■ **WHAT THE TASK ASKS**
How many lines of the data hold the word "CrossModule"? State the number and nothing else.

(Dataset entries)
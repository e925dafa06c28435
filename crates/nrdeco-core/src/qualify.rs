//! Cross-module qualification of exported identifiers.

use crate::error::ResolveError;
use crate::imports::ImportLookup;
use crate::model::Value;
use crate::syntax::Ident;

/// Active when the generated file lives in another directory than the
/// declaring source: exported identifiers then refer to the original package.
#[derive(Clone, Debug)]
pub struct CrossModule {
    original_package: String,
}

impl CrossModule {
    pub fn new(original_package: impl Into<String>) -> Self {
        Self {
            original_package: original_package.into(),
        }
    }

    pub fn original_package(&self) -> &str {
        &self.original_package
    }

    /// Qualified value for an exported identifier, `None` for local ones.
    pub fn qualify(
        &self,
        ident: &Ident<'_>,
        imports: &mut ImportLookup<'_>,
    ) -> Result<Option<Value>, ResolveError> {
        if !ident.exported {
            return Ok(None);
        }
        let pkg = imports
            .lookup(&self.original_package)
            .ok_or_else(|| ResolveError::ImportNotFound {
                name: ident.name.to_string(),
            })?;
        Ok(Some(Value::qualified(ident.name, pkg)))
    }
}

■ **EXPECTED ANSWER**
2